#### Exercise description:
Whatever lines the data contains, output all of them unchanged.

#### Supplied data:
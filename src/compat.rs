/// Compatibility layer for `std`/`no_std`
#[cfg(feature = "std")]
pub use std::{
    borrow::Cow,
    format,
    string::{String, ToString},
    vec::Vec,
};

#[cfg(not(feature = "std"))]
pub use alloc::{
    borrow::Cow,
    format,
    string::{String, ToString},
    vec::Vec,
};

#### Solution below:
filename src/compat.rs
/// Compatibility layer for `std`/`no_std`
#[cfg(feature = "std")]
pub use std::{
    borrow::Cow,
    format,
    string::{String, ToString},
    vec::Vec,
};

#[cfg(not(feature = "std"))]
pub use alloc::{
    borrow::Cow,
    format,
    string::{String, ToString},
    vec::Vec,
};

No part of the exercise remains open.